Nebraska Prohibition
“The outcome of the case turns on the scope and effect of federal and state statutes, not on the intent of the contracting parties,” said arbitrator George F. Burns in the case, noting the RPA’s choice of law provision that subjected disputes to Nebraska law. Nebraska statute and supreme court case law both prohibit arbitration provisions in contracts when the contract is “an agreement concerning or relating to an insurance policy other than a contract between insurance companies including a reinsurance contract.”

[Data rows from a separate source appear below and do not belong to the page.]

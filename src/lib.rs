//! Toroidal Life - bit-packed Game-of-Life grid engine
//!
//! Maintains a 2D boolean grid with wraparound edges, advances it one
//! generation at a time under the standard B3/S23 rules, and exposes
//! the packed cell buffer for an external renderer to decode directly.
//! Rendering and frame scheduling belong to the caller; the engine is
//! a pure in-process computational unit.
//!
//! # Example
//!
//! ```
//! use toroidal_life::{Grid, SeedPolicy};
//!
//! // Blinker: a vertical line of three cells.
//! let seed = SeedPolicy::Pattern(vec![(1, 2), (2, 2), (3, 2)]);
//! let mut grid = Grid::new(5, 5, &seed).unwrap();
//!
//! grid.tick();
//!
//! // One generation later the line lies horizontally.
//! assert!(grid.cell(2, 1).unwrap());
//! assert!(grid.cell(2, 2).unwrap());
//! assert!(grid.cell(2, 3).unwrap());
//! assert_eq!(grid.generation(), 1);
//! ```

mod automaton;
mod error;
mod grid;
mod seed;

pub use error::GridError;
pub use grid::Grid;
pub use seed::SeedPolicy;
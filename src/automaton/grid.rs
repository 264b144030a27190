//! Packed-bit primitives, seeding, and wraparound neighbor counting.

use rand::rngs::SmallRng;
use rand::{Rng, SeedableRng};

use crate::error::GridError;
use crate::grid::Grid;
use crate::seed::SeedPolicy;

/// Linear bit index of a cell: `row * width + column`.
///
/// Every read and write path goes through this function, and it is the
/// layout an external snapshot decoder must use. Does not validate
/// bounds; callers pass coordinates already inside the grid.
#[inline]
pub(crate) fn bit_index(width: u32, row: u32, col: u32) -> usize {
    row as usize * width as usize + col as usize
}

/// Read the bit at `idx` from a packed buffer (LSB-first within bytes).
#[inline]
pub(crate) fn read_bit(cells: &[u8], idx: usize) -> bool {
    cells[idx / 8] & (1 << (idx % 8)) != 0
}

/// Write the bit at `idx` in a packed buffer (LSB-first within bytes).
#[inline]
pub(crate) fn write_bit(cells: &mut [u8], idx: usize, alive: bool) {
    let mask = 1 << (idx % 8);
    if alive {
        cells[idx / 8] |= mask;
    } else {
        cells[idx / 8] &= !mask;
    }
}

/// Count live neighbors of `(row, col)` with toroidal wraparound.
///
/// Each of the eight raw offsets is reduced modulo the grid dimensions
/// independently, so edges see the opposite side of the grid. On a
/// 1-wide or 1-tall grid an offset can land back on the cell itself;
/// such self-hits count like any other neighbor. The center skip tests
/// the raw offset pair, not the reduced coordinate.
pub(crate) fn live_neighbor_count(
    cells: &[u8],
    width: u32,
    height: u32,
    row: u32,
    col: u32,
) -> u8 {
    let mut count = 0;

    for delta_row in -1i64..=1 {
        for delta_col in -1i64..=1 {
            if delta_row == 0 && delta_col == 0 {
                continue;
            }

            let neighbor_row = (row as i64 + delta_row).rem_euclid(height as i64) as u32;
            let neighbor_col = (col as i64 + delta_col).rem_euclid(width as i64) as u32;
            let idx = bit_index(width, neighbor_row, neighbor_col);
            count += read_bit(cells, idx) as u8;
        }
    }

    count
}

/// Re-initialize every cell of `grid` according to `policy`.
///
/// Pattern coordinates are validated before anything is written, so a
/// failed seed leaves the grid untouched. Padding bits in the final
/// byte are always left zero.
pub(crate) fn apply_seed(grid: &mut Grid, policy: &SeedPolicy) -> Result<(), GridError> {
    match policy {
        SeedPolicy::AllDead => {
            grid.cells.fill(0);
        }
        SeedPolicy::Pattern(live) => {
            for &(row, col) in live {
                if row >= grid.height || col >= grid.width {
                    return Err(GridError::OutOfBounds { row, col });
                }
            }

            grid.cells.fill(0);
            for &(row, col) in live {
                write_bit(&mut grid.cells, bit_index(grid.width, row, col), true);
            }
        }
        SeedPolicy::PseudoRandom { density, seed } => {
            let mut rng = SmallRng::seed_from_u64(*seed);
            let cell_count = grid.width as usize * grid.height as usize;

            grid.cells.fill(0);
            for idx in 0..cell_count {
                if rng.gen::<f32>() < *density {
                    write_bit(&mut grid.cells, idx, true);
                }
            }
        }
    }

    Ok(())
}
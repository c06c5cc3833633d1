//! Data structures representing MPEG audio bitstream components.
//!
//! Frame headers and the VBR summary headers that encoders embed in the
//! first frame of a stream.

pub mod header;
pub mod vbri;
pub mod xing;
//! CRC validation for protected MPEG audio frames.
//!
//! Frames with the protection bit cleared carry a 16-bit CRC right after the
//! header. The checksum is CRC-16 with polynomial 0x8005, initial value
//! 0xFFFF, processed MSB first with no final xor.

/// CRC algorithm parameters: polynomial and initial value.
pub struct Algorithm<T> {
    poly: T,
    init: T,
}

/// CRC-16 algorithm protecting MPEG audio header and side information.
pub const CRC_MPEG_AUDIO_ALG: Algorithm<u16> = Algorithm {
    poly: 0x8005,
    init: 0xFFFF,
};

/// Shifts `len` bits through a CRC-16 register.
#[inline(always)]
pub const fn crc16(poly: u16, mut value: u16, len: usize) -> u16 {
    value <<= 8;

    let mut i = 0;
    while i < len {
        value = (value << 1) ^ (((value >> 15) & 1) * poly);
        i += 1;
    }

    value
}

#[inline(always)]
const fn crc16_table(poly: u16) -> [u16; 256] {
    let mut table = [0u16; 256];
    let mut i = 0;
    while i < table.len() {
        table[i] = crc16(poly, i as u16, 8);
        i += 1;
    }

    table
}

#[derive(Debug)]
pub struct Crc16 {
    pub poly: u16,
    pub init: u16,
    table: [u16; 256],
}

impl Crc16 {
    pub const fn new(algorithm: &Algorithm<u16>) -> Self {
        Self {
            poly: algorithm.poly,
            init: algorithm.init,
            table: crc16_table(algorithm.poly),
        }
    }

    const fn table_entry(&self, index: u16) -> u16 {
        self.table[(index & 0xFF) as usize]
    }

    #[inline(always)]
    pub const fn update(&self, mut crc: u16, bytes: &[u8]) -> u16 {
        let mut i = 0;

        while i < bytes.len() {
            crc = self.table_entry((crc >> 8) ^ bytes[i] as u16) ^ (crc << 8);
            i += 1;
        }

        crc
    }

    #[inline(always)]
    pub const fn checksum(&self, bytes: &[u8]) -> u16 {
        self.update(self.init, bytes)
    }
}

pub static CRC_MPEG_AUDIO: Crc16 = Crc16::new(&CRC_MPEG_AUDIO_ALG);

#[test]
fn check_value() {
    // CRC-16/CMS catalogue check value
    assert_eq!(CRC_MPEG_AUDIO.checksum(b"123456789"), 0xAEE7);
}

#[test]
fn split_update_matches_checksum() {
    let crc = &CRC_MPEG_AUDIO;
    let partial = crc.update(crc.init, b"1234");
    assert_eq!(crc.update(partial, b"56789"), crc.checksum(b"123456789"));
}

Here Burns found that the statute’s limitation on arbitration applies because the RPA is an agreement concerning or relating to the underlying workers’ comp insurance policy issued to Mountain Valley. Additionally, it does not qualify for the statute’s exception “because the RPA is not an agreement between ‘two insurance companies,’” Burns notes.
Additionally, Burns held that the Nebraska law is not usurped by the Federal Arbitration Act because it relates to the regulation of insurance, which under McCarren-Ferguson rests with the states. “The Nebraska statute regulates an integral part of the policy relationship by directing how certain disputes are resolved, and the Supreme Court of Nebraska has held that the Nebraska statute reverse preempts the FAA,” Burns held in finding Applied’s claim against Mountain Valley non-arbitrable. “In summary, McCarren-Ferguson means nothing if it does not trump the FAA in these circumstances.”
Applied is now asking the First Circuit Court of Appeal to overturn the lower court’s order denying its motion to vacate the arbitration award and to transfer the case to the Nebraska district court. Applied is also asking the court to reimpose a stay against Mountain Valley’s lawsuit seeking to recover what it paid into the SolutionOne program. Additionally, Mountain Valley is seeking a ruling that it owes nothing further under the contract.
Mountain Valley is opposing the requested move to Nebraska District Court. It points out that under Maine law where it operates and the policy was sold “no contract of insurance can include any provision depriving the courts of this state of jurisdiction in any case against a foreign insurer.” Mountain Valley alleges that none of the defendants in its lawsuit were registered with the Maine Superintendent of Insurance.
Applied Underwriters was once but is no longer an affiliate of Berkshire Hathaway. Applied’s management bought it. Berkshire Hathaway bears no responsibility for any of the events which have transpired involving Applied Underwriters’ or its subsidiaries including California Insurance Company.